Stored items
————
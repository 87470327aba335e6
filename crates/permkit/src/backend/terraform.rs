//! Real backend using the `terraform` CLI and `parse-terraform-plan`.

use crate::backend::Backend;
use crate::error::Result;
use crate::runner::{self, ExternalCommand};
use std::path::Path;

/// Default Terraform executable.
pub const DEFAULT_TERRAFORM: &str = "terraform";
/// Default plan-to-JSON converter executable.
pub const DEFAULT_CONVERTER: &str = "parse-terraform-plan";

/// Backend that executes real Terraform commands.
#[derive(Debug, Clone)]
pub struct TerraformCli {
    /// Path to the terraform executable
    terraform: String,
    /// Path to the converter executable
    converter: String,
    /// Shell line replacing `terraform state list`
    state_command: Option<String>,
}

impl TerraformCli {
    /// Create a backend with explicit executables.
    pub fn new(terraform: impl Into<String>, converter: impl Into<String>) -> Self {
        Self {
            terraform: terraform.into(),
            converter: converter.into(),
            state_command: None,
        }
    }

    /// List state with a shell command line instead of `terraform state list`.
    pub fn with_state_command(mut self, line: impl Into<String>) -> Self {
        self.state_command = Some(line.into());
        self
    }

    /// `terraform state list`
    pub fn state_list_command(&self, dir: &Path) -> ExternalCommand {
        match &self.state_command {
            Some(line) => ExternalCommand::shell(line).current_dir(dir),
            None => ExternalCommand::new(&self.terraform)
                .args(["state", "list"])
                .current_dir(dir),
        }
    }

    /// `terraform plan -input=false`
    pub fn plan_command(&self, dir: &Path) -> ExternalCommand {
        ExternalCommand::new(&self.terraform)
            .args(["plan", "-input=false"])
            .current_dir(dir)
    }

    /// `parse-terraform-plan --pretty -i <stdout> -o <json>`
    pub fn convert_command(&self, dir: &Path, stdout_path: &Path, json_path: &Path) -> ExternalCommand {
        ExternalCommand::new(&self.converter)
            .arg("--pretty")
            .arg("-i")
            .arg(stdout_path.to_string_lossy())
            .arg("-o")
            .arg(json_path.to_string_lossy())
            .current_dir(dir)
    }
}

impl Default for TerraformCli {
    fn default() -> Self {
        Self::new(DEFAULT_TERRAFORM, DEFAULT_CONVERTER)
    }
}

impl Backend for TerraformCli {
    fn state_list(&self, dir: &Path) -> Result<String> {
        let captured = runner::run_capture(&self.state_list_command(dir))?;
        Ok(captured.stdout_text())
    }

    fn plan(&self, dir: &Path, stdout_path: &Path) -> Result<()> {
        runner::run_to_file(&self.plan_command(dir), stdout_path)?;
        Ok(())
    }

    fn convert(&self, dir: &Path, stdout_path: &Path, json_path: &Path) -> Result<()> {
        let captured = runner::run_capture(&self.convert_command(dir, stdout_path, json_path))?;
        let stderr = captured.stderr_text();
        if !stderr.trim().is_empty() {
            log::debug!("{}: {}", self.converter, stderr.trim());
        }
        Ok(())
    }
}
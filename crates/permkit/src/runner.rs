//! External command execution with bounded output capture.

use crate::error::{Error, Result};
use crate::ringbuf::RingBuffer;
use std::fmt;
use std::fs::File;
use std::io::Read;
use std::path::{Path, PathBuf};
use std::process::{Child, ChildStdout, Command, ExitStatus, Stdio};
use std::thread;

/// Maximum number of bytes kept from each output stream.
pub const MAX_CAPTURE_BYTES: usize = 16 * 1024;

/// A command described as program plus argument vector.
#[derive(Debug, Clone, PartialEq, Eq)]
pub struct ExternalCommand {
    /// Executable name or path
    pub program: String,
    /// Arguments, passed verbatim (no shell quoting)
    pub args: Vec<String>,
    /// Working directory for the child process
    pub current_dir: Option<PathBuf>,
}

impl ExternalCommand {
    /// Create a command with no arguments.
    pub fn new(program: impl Into<String>) -> Self {
        Self {
            program: program.into(),
            args: Vec::new(),
            current_dir: None,
        }
    }

    /// Run a command line through the platform shell.
    ///
    /// Only meant for user-supplied command lines; everything built
    /// internally uses [`ExternalCommand::new`] with explicit arguments.
    pub fn shell(line: &str) -> Self {
        if cfg!(windows) {
            Self::new("cmd").args(["/C", line])
        } else {
            Self::new("/bin/sh").args(["-c", line])
        }
    }

    /// Append one argument.
    pub fn arg(mut self, arg: impl Into<String>) -> Self {
        self.args.push(arg.into());
        self
    }

    /// Append several arguments.
    pub fn args<I, S>(mut self, args: I) -> Self
    where
        I: IntoIterator<Item = S>,
        S: Into<String>,
    {
        self.args.extend(args.into_iter().map(Into::into));
        self
    }

    /// Set the working directory.
    pub fn current_dir(mut self, dir: impl AsRef<Path>) -> Self {
        self.current_dir = Some(dir.as_ref().to_path_buf());
        self
    }

    fn to_command(&self) -> Command {
        let mut cmd = Command::new(&self.program);
        cmd.args(&self.args);
        if let Some(dir) = &self.current_dir {
            cmd.current_dir(dir);
        }
        cmd
    }
}

impl fmt::Display for ExternalCommand {
    fn fmt(&self, f: &mut fmt::Formatter<'_>) -> fmt::Result {
        write!(f, "{}", self.program)?;
        for arg in &self.args {
            write!(f, " {arg}")?;
        }
        Ok(())
    }
}

/// Output captured from a finished command.
#[derive(Debug)]
pub struct Captured {
    /// Exit status of the child
    pub status: ExitStatus,
    /// Tail of standard output (empty when redirected to a file)
    pub stdout: RingBuffer,
    /// Tail of standard error
    pub stderr: RingBuffer,
}

impl Captured {
    /// Standard output as text.
    pub fn stdout_text(&self) -> String {
        self.stdout.to_string_lossy()
    }

    /// Standard error as text.
    pub fn stderr_text(&self) -> String {
        self.stderr.to_string_lossy()
    }
}

/// Run a command and capture both output streams.
///
/// Fails if the command cannot be spawned or exits unsuccessfully.
pub fn run_capture(command: &ExternalCommand) -> Result<Captured> {
    let mut cmd = command.to_command();
    cmd.stdin(Stdio::null())
        .stdout(Stdio::piped())
        .stderr(Stdio::piped());

    log::debug!("Running: {command}");
    let child = spawn(command, &mut cmd)?;
    finish(command, child)
}

/// Run a command with standard output written to `stdout_path`.
///
/// The file is created (or truncated) before the command starts.
pub fn run_to_file(command: &ExternalCommand, stdout_path: &Path) -> Result<Captured> {
    let file = File::create(stdout_path)?;

    let mut cmd = command.to_command();
    cmd.stdin(Stdio::null())
        .stdout(Stdio::from(file))
        .stderr(Stdio::piped());

    log::debug!("Running: {command} > {}", stdout_path.display());
    let child = spawn(command, &mut cmd)?;
    finish(command, child)
}

fn spawn(command: &ExternalCommand, cmd: &mut Command) -> Result<Child> {
    cmd.spawn().map_err(|source| Error::Spawn {
        command: command.to_string(),
        source,
    })
}

fn finish(command: &ExternalCommand, child: Child) -> Result<Captured> {
    finish_with(command, child, drain)
}

fn finish_with<F>(command: &ExternalCommand, mut child: Child, read_stdout: F) -> Result<Captured>
where
    F: FnOnce(ChildStdout) -> std::io::Result<RingBuffer>,
{
    // stderr is drained on its own thread so a chatty child cannot
    // block on a full pipe while we read stdout
    let stderr_reader = child.stderr.take().map(|pipe| thread::spawn(move || drain(pipe)));

    let stdout = match child.stdout.take().map(read_stdout) {
        Some(Ok(ring)) => ring,
        Some(Err(e)) => {
            // reap the child before bailing out
            if let Err(kill_err) = child.kill() {
                log::debug!("Could not kill `{command}`: {kill_err}");
            }
            let _ = child.wait();
            if let Some(handle) = stderr_reader {
                let _ = handle.join();
            }
            return Err(Error::Io(e));
        }
        None => RingBuffer::new(MAX_CAPTURE_BYTES),
    };

    let stderr = match stderr_reader {
        Some(handle) => handle
            .join()
            .map_err(|_| Error::Io(std::io::Error::other("stderr reader panicked")))??,
        None => RingBuffer::new(MAX_CAPTURE_BYTES),
    };

    let status = child.wait()?;

    if let Some(notice) = truncation_notice(command, &stdout) {
        log::warn!("{notice}");
    }

    if !status.success() {
        return Err(Error::CommandFailed {
            command: command.to_string(),
            status,
            stderr: stderr.to_string_lossy().trim().to_string(),
        });
    }

    Ok(Captured {
        status,
        stdout,
        stderr,
    })
}

/// Message for output that lost its oldest bytes, if any were dropped.
fn truncation_notice(command: &ExternalCommand, ring: &RingBuffer) -> Option<String> {
    ring.is_truncated().then(|| {
        format!(
            "Output of `{command}` exceeded {} bytes; the first {} bytes were dropped",
            ring.capacity(),
            ring.total_written() - ring.len() as u64
        )
    })
}

fn drain(mut pipe: impl Read) -> std::io::Result<RingBuffer> {
    let mut ring = RingBuffer::new(MAX_CAPTURE_BYTES);
    let mut chunk = [0u8; 4096];
    loop {
        let n = pipe.read(&mut chunk)?;
        if n == 0 {
            break;
        }
        ring.push(&chunk[..n]);
    }
    Ok(ring)
}
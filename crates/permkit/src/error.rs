//! Error types for permission derivation.
//!
//! Every variant that involves an external command or a file carries the
//! command line or path, so the user can see exactly what failed.

use std::path::PathBuf;
use std::process::ExitStatus;
use thiserror::Error;

/// Errors that can occur while deriving permissions.
#[derive(Debug, Error)]
pub enum Error {
    /// An external command could not be started
    #[error("failed to execute `{command}`: {source}")]
    Spawn {
        /// Rendered command line
        command: String,
        /// Underlying spawn error
        source: std::io::Error,
    },

    /// An external command exited unsuccessfully
    #[error("command `{command}` failed ({status}): {stderr}")]
    CommandFailed {
        /// Rendered command line
        command: String,
        /// Exit status reported by the OS
        status: ExitStatus,
        /// Tail of the captured standard error
        stderr: String,
    },

    /// The permissions document could not be read
    #[error("could not read permissions file {path}: {source}")]
    PermissionsRead {
        /// Path that was read
        path: PathBuf,
        /// Underlying IO error
        source: std::io::Error,
    },

    /// The permissions document is not valid JSON
    #[error("invalid permissions file {path}: {source}")]
    PermissionsParse {
        /// Path that was parsed
        path: PathBuf,
        /// Underlying JSON error
        source: serde_json::Error,
    },

    /// The plan JSON could not be read
    #[error("could not read plan file {path}: {source}")]
    PlanRead {
        /// Path that was read
        path: PathBuf,
        /// Underlying IO error
        source: std::io::Error,
    },

    /// The plan JSON exists but is not valid JSON
    #[error("invalid plan JSON in {path}: {source}")]
    PlanParse {
        /// Path that was parsed (`<memory>` for in-memory documents)
        path: PathBuf,
        /// Underlying JSON error
        source: serde_json::Error,
    },

    /// Invalid configuration (empty provider list, bad pattern, ...)
    #[error("invalid configuration: {0}")]
    Config(String),

    /// IO error
    #[error("IO error: {0}")]
    Io(#[from] std::io::Error),
}

impl Error {
    /// Returns true if the error came from running an external command.
    pub fn is_command_error(&self) -> bool {
        matches!(self, Error::Spawn { .. } | Error::CommandFailed { .. })
    }

    /// Returns true if the executable itself was not found on PATH.
    pub fn is_not_found(&self) -> bool {
        matches!(
            self,
            Error::Spawn { source, .. } if source.kind() == std::io::ErrorKind::NotFound
        )
    }
}

/// Result type for permission derivation
pub type Result<T> = std::result::Result<T, Error>;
————
▸ Work instruction: Retype only the stretch of lines above starting at the one with "pub fn new(program: impl" and stopping at the one with "Append one argument.", exactly as written, with both kept.

▸ Exercise solution:
    pub fn new(program: impl Into<String>) -> Self {
        Self {
            program: program.into(),
            args: Vec::new(),
            current_dir: None,
        }
    }

    /// Run a command line through the platform shell.
    ///
    /// Only meant for user-supplied command lines; everything built
    /// internally uses [`ExternalCommand::new`] with explicit arguments.
    pub fn shell(line: &str) -> Self {
        if cfg!(windows) {
            Self::new("cmd").args(["/C", line])
        } else {
            Self::new("/bin/sh").args(["-c", line])
        }
    }

    /// Append one argument.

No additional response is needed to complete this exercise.